--- START ---

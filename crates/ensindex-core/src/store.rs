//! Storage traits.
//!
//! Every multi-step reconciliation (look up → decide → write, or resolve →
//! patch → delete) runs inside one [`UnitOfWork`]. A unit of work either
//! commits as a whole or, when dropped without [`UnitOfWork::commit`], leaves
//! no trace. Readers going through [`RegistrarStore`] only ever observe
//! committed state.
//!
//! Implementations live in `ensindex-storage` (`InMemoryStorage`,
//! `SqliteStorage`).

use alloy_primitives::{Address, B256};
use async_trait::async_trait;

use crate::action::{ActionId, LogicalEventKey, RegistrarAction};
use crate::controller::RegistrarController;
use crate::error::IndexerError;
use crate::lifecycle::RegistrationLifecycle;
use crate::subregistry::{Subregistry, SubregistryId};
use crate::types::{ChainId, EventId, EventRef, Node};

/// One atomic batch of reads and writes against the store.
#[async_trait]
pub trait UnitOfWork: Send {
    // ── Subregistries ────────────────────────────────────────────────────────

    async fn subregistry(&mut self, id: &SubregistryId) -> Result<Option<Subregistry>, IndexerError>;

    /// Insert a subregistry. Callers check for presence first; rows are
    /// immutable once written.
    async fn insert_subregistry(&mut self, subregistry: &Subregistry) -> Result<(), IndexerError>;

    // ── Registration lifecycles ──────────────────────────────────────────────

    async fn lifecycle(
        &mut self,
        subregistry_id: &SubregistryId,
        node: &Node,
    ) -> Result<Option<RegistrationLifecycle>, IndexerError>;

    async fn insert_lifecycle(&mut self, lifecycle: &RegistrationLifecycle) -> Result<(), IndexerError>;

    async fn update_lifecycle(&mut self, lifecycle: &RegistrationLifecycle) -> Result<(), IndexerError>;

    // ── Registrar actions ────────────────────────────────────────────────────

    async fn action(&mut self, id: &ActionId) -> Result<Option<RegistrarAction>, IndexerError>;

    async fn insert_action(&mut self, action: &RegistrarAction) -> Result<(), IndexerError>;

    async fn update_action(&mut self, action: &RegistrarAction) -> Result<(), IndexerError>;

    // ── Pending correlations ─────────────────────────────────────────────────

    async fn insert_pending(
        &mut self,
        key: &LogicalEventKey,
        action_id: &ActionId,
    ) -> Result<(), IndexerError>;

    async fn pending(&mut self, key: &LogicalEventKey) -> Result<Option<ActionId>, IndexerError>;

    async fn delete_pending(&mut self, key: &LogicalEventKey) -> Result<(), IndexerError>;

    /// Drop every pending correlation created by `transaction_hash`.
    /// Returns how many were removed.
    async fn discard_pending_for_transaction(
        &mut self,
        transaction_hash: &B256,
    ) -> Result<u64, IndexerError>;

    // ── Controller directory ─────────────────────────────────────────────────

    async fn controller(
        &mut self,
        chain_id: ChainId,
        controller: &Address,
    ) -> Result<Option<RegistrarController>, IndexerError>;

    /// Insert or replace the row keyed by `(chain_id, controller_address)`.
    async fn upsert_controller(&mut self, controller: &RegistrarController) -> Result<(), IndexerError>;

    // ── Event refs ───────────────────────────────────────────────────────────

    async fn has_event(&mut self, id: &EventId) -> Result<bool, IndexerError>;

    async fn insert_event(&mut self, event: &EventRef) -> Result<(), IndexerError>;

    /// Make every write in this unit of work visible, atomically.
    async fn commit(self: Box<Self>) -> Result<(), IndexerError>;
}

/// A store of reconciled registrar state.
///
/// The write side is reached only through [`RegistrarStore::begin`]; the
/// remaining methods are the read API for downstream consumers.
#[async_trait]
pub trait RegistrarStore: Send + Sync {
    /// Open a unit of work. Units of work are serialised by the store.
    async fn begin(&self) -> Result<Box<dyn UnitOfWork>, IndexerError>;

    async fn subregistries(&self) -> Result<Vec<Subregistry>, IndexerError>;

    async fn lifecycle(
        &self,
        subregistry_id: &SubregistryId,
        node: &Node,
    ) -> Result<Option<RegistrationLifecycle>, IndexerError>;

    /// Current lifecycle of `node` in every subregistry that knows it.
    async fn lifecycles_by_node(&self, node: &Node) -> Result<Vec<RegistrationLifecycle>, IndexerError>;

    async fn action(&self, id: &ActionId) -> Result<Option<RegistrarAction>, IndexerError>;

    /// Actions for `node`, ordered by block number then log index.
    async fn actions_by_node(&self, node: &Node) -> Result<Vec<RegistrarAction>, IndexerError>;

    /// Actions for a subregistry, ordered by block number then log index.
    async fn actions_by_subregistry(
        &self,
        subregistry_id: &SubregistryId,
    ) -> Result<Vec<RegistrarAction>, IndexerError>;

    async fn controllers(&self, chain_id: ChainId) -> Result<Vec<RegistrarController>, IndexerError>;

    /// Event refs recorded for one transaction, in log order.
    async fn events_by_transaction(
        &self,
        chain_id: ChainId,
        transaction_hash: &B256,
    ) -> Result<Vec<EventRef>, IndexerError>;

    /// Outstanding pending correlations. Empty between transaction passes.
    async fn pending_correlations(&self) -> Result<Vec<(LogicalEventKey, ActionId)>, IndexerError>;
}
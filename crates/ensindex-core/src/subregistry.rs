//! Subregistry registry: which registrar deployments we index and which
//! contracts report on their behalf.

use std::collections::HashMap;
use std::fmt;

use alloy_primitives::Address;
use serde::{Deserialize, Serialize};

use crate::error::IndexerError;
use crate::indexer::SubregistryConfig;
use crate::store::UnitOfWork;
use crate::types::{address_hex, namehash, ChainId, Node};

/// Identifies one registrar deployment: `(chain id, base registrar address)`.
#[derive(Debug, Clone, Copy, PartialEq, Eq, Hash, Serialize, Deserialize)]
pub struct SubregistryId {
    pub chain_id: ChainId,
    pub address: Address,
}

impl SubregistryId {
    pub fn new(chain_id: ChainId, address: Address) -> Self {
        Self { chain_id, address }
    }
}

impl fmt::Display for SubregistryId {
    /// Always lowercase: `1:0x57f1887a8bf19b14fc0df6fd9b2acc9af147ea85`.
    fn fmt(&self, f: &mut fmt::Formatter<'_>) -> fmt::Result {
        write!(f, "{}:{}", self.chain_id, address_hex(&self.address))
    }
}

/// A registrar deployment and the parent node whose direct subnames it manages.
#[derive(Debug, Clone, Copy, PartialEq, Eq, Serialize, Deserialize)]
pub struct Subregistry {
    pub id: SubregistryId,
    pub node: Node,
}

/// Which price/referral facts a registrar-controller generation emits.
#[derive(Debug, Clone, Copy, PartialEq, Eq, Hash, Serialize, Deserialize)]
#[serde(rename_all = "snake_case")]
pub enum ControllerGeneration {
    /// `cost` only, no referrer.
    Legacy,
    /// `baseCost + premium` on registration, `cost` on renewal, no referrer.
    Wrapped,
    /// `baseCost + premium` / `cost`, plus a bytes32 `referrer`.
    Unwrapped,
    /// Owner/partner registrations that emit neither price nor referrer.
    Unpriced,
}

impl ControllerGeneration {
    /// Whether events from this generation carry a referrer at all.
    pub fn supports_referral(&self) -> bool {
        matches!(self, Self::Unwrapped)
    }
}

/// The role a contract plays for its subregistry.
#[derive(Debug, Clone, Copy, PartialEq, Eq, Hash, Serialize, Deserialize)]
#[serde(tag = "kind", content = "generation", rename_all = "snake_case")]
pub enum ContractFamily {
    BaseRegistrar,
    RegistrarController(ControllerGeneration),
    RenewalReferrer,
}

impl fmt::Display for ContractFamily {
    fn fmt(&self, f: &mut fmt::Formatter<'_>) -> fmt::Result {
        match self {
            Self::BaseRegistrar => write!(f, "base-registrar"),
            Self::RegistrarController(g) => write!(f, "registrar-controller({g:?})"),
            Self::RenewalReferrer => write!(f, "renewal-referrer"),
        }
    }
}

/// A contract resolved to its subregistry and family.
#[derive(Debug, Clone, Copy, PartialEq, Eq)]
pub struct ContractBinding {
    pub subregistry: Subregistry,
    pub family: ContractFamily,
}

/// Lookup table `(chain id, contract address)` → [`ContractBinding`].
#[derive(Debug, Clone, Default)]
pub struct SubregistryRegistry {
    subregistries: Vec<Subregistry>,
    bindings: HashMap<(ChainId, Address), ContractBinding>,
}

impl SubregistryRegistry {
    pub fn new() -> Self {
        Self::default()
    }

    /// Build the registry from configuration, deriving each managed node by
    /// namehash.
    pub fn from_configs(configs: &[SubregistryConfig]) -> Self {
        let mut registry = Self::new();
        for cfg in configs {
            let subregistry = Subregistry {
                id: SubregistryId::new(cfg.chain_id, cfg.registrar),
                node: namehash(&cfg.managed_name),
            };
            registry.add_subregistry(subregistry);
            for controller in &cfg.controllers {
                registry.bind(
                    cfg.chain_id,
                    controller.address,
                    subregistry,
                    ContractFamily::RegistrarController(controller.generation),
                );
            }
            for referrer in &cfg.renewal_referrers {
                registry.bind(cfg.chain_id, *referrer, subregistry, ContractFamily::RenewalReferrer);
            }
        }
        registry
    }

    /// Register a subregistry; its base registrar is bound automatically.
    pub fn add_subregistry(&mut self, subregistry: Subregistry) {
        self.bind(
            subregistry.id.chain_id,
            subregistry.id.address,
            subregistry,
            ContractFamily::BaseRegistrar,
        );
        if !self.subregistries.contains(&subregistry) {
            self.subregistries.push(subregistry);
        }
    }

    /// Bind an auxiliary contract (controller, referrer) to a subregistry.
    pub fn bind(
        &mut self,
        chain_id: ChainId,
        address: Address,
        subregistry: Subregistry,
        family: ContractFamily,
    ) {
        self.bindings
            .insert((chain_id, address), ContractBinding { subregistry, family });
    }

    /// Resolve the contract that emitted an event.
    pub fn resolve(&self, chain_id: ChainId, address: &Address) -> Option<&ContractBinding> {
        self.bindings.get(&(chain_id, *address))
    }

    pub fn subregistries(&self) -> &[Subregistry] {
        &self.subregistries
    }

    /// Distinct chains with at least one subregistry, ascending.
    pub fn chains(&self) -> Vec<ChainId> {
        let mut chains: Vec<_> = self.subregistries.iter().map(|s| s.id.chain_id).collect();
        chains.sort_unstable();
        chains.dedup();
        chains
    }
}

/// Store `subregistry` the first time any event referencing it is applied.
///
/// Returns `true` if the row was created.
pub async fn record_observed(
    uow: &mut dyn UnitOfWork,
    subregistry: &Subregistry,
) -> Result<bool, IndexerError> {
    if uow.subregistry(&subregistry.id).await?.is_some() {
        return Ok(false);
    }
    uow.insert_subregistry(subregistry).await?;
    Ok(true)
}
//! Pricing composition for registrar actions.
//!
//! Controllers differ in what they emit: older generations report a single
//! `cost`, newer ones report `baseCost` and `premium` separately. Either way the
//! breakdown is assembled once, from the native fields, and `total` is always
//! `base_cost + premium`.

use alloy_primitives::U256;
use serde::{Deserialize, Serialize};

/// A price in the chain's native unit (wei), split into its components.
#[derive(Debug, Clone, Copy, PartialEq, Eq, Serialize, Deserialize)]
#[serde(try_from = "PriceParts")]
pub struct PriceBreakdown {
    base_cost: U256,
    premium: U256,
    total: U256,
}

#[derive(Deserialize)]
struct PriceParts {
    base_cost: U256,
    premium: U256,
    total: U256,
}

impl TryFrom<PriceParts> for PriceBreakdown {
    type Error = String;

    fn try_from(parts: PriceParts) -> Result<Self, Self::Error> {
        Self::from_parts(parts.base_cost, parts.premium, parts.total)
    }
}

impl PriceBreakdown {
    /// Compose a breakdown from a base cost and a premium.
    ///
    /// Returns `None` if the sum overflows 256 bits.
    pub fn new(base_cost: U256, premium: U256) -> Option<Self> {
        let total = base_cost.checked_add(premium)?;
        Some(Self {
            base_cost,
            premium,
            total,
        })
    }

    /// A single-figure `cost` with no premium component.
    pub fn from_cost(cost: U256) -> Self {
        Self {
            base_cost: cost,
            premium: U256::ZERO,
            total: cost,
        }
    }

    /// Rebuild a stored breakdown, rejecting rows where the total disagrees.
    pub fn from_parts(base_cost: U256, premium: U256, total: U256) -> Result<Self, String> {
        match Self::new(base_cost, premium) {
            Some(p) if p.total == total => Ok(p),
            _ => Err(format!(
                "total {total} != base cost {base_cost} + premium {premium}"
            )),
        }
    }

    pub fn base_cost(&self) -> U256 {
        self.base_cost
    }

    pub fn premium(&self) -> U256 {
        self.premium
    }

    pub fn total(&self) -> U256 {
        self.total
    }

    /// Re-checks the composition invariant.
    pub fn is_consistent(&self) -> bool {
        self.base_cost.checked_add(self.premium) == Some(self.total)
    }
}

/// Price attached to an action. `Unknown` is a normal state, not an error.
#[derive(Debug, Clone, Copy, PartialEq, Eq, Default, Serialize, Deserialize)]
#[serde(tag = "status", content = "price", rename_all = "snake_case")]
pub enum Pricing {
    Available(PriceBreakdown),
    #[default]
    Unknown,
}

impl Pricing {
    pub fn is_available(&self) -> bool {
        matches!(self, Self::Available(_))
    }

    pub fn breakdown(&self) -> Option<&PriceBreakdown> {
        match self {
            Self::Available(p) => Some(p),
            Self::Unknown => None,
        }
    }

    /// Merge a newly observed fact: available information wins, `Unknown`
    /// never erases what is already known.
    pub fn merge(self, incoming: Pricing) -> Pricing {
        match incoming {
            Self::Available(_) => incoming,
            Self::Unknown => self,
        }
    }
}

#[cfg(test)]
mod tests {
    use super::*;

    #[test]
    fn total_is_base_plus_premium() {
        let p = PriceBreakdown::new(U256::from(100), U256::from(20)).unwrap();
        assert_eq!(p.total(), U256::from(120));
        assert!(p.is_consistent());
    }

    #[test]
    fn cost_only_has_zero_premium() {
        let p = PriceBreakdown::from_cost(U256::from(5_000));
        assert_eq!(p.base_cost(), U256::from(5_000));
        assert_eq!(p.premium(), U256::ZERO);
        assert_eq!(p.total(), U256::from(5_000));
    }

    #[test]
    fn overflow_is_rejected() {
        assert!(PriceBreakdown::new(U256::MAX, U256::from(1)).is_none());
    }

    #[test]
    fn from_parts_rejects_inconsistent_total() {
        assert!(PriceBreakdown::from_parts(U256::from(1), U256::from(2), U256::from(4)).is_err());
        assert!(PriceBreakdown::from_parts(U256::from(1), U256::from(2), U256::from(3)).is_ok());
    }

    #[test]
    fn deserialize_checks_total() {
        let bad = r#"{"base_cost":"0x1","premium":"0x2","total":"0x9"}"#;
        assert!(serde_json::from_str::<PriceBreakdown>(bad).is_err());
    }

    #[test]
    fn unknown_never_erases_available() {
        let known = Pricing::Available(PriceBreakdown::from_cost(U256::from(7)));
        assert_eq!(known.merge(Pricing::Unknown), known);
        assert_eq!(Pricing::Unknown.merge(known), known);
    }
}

--- END ---

## What you need to do
Scan the material above for the word "refs". Copy each line where it occurs.

## Reply to the task
    // ── Event refs ───────────────────────────────────────────────────────────
    /// Event refs recorded for one transaction, in log order.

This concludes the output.